TASK STATEMENT: The records below need to be printed in full. Keep each one exact.

Records contained in a dataset:

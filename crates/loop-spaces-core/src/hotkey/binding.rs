use std::fmt;

use bitflags::bitflags;
use global_hotkey::hotkey::{Code, HotKey, Modifiers};

bitflags! {
    /// Modifier keys that must be held for a binding to match.
    #[derive(Debug, Clone, Copy, PartialEq, Eq, Hash, Default)]
    pub struct ModifierMask: u8 {
        /// ⌘ on macOS, the Super/Windows key elsewhere.
        const COMMAND = 1 << 0;
        /// ⌥ on macOS, Alt elsewhere.
        const OPTION = 1 << 1;
        /// Control.
        const CONTROL = 1 << 2;
        /// Shift.
        const SHIFT = 1 << 3;
    }
}

impl ModifierMask {
    /// Equivalent `global-hotkey` modifier set.
    pub fn to_modifiers(self) -> Modifiers {
        let mut mods = Modifiers::empty();
        if self.contains(Self::COMMAND) {
            mods |= Modifiers::SUPER;
        }
        if self.contains(Self::OPTION) {
            mods |= Modifiers::ALT;
        }
        if self.contains(Self::CONTROL) {
            mods |= Modifiers::CONTROL;
        }
        if self.contains(Self::SHIFT) {
            mods |= Modifiers::SHIFT;
        }
        mods
    }
}

/// A global key combination: one physical key plus modifiers.
///
/// Immutable once registered; changing the combination means registering a
/// new binding.
#[derive(Debug, Clone, Copy, PartialEq, Eq, Hash)]
pub struct HotkeyBinding {
    key: Code,
    modifiers: ModifierMask,
}

impl HotkeyBinding {
    /// Create a binding.
    pub fn new(key: Code, modifiers: ModifierMask) -> Self {
        Self { key, modifiers }
    }

    /// The physical key.
    pub fn key(&self) -> Code {
        self.key
    }

    /// The modifier set.
    pub fn modifiers(&self) -> ModifierMask {
        self.modifiers
    }

    /// The `global-hotkey` form of this binding.
    pub fn to_hotkey(&self) -> HotKey {
        let mods = self.modifiers.to_modifiers();
        HotKey::new((!mods.is_empty()).then_some(mods), self.key)
    }
}

impl Default for HotkeyBinding {
    /// ⌘` (command + backquote).
    fn default() -> Self {
        Self::new(Code::Backquote, ModifierMask::COMMAND)
    }
}

impl fmt::Display for HotkeyBinding {
    /// Modifier symbols in ⌘⌥⌃⇧ order followed by the key, e.g. `⌘⇧``.
    fn fmt(&self, f: &mut fmt::Formatter<'_>) -> fmt::Result {
        for (flag, symbol) in [
            (ModifierMask::COMMAND, "⌘"),
            (ModifierMask::OPTION, "⌥"),
            (ModifierMask::CONTROL, "⌃"),
            (ModifierMask::SHIFT, "⇧"),
        ] {
            if self.modifiers.contains(flag) {
                f.write_str(symbol)?;
            }
        }

        match self.key {
            Code::Backquote => f.write_str("`"),
            Code::Tab => f.write_str("⇥"),
            Code::Escape => f.write_str("⎋"),
            Code::Enter => f.write_str("↩"),
            Code::Space => f.write_str("Space"),
            other => {
                let name = format!("{:?}", other);
                f.write_str(name.strip_prefix("Key").unwrap_or(&name))
            }
        }
    }
}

PROBLEM SOLUTION:
filename crates/loop-spaces-core/src/hotkey/binding.rs
use std::fmt;

use bitflags::bitflags;
use global_hotkey::hotkey::{Code, HotKey, Modifiers};

bitflags! {
    /// Modifier keys that must be held for a binding to match.
    #[derive(Debug, Clone, Copy, PartialEq, Eq, Hash, Default)]
    pub struct ModifierMask: u8 {
        /// ⌘ on macOS, the Super/Windows key elsewhere.
        const COMMAND = 1 << 0;
        /// ⌥ on macOS, Alt elsewhere.
        const OPTION = 1 << 1;
        /// Control.
        const CONTROL = 1 << 2;
        /// Shift.
        const SHIFT = 1 << 3;
    }
}

impl ModifierMask {
    /// Equivalent `global-hotkey` modifier set.
    pub fn to_modifiers(self) -> Modifiers {
        let mut mods = Modifiers::empty();
        if self.contains(Self::COMMAND) {
            mods |= Modifiers::SUPER;
        }
        if self.contains(Self::OPTION) {
            mods |= Modifiers::ALT;
        }
        if self.contains(Self::CONTROL) {
            mods |= Modifiers::CONTROL;
        }
        if self.contains(Self::SHIFT) {
            mods |= Modifiers::SHIFT;
        }
        mods
    }
}

/// A global key combination: one physical key plus modifiers.
///
/// Immutable once registered; changing the combination means registering a
/// new binding.
#[derive(Debug, Clone, Copy, PartialEq, Eq, Hash)]
pub struct HotkeyBinding {
    key: Code,
    modifiers: ModifierMask,
}

impl HotkeyBinding {
    /// Create a binding.
    pub fn new(key: Code, modifiers: ModifierMask) -> Self {
        Self { key, modifiers }
    }

    /// The physical key.
    pub fn key(&self) -> Code {
        self.key
    }

    /// The modifier set.
    pub fn modifiers(&self) -> ModifierMask {
        self.modifiers
    }

    /// The `global-hotkey` form of this binding.
    pub fn to_hotkey(&self) -> HotKey {
        let mods = self.modifiers.to_modifiers();
        HotKey::new((!mods.is_empty()).then_some(mods), self.key)
    }
}

impl Default for HotkeyBinding {
    /// ⌘` (command + backquote).
    fn default() -> Self {
        Self::new(Code::Backquote, ModifierMask::COMMAND)
    }
}

impl fmt::Display for HotkeyBinding {
    /// Modifier symbols in ⌘⌥⌃⇧ order followed by the key, e.g. `⌘⇧``.
    fn fmt(&self, f: &mut fmt::Formatter<'_>) -> fmt::Result {
        for (flag, symbol) in [
            (ModifierMask::COMMAND, "⌘"),
            (ModifierMask::OPTION, "⌥"),
            (ModifierMask::CONTROL, "⌃"),
            (ModifierMask::SHIFT, "⇧"),
        ] {
            if self.modifiers.contains(flag) {
                f.write_str(symbol)?;
            }
        }

        match self.key {
            Code::Backquote => f.write_str("`"),
            Code::Tab => f.write_str("⇥"),
            Code::Escape => f.write_str("⎋"),
            Code::Enter => f.write_str("↩"),
            Code::Space => f.write_str("Space"),
            other => {
                let name = format!("{:?}", other);
                f.write_str(name.strip_prefix("Key").unwrap_or(&name))
            }
        }
    }
}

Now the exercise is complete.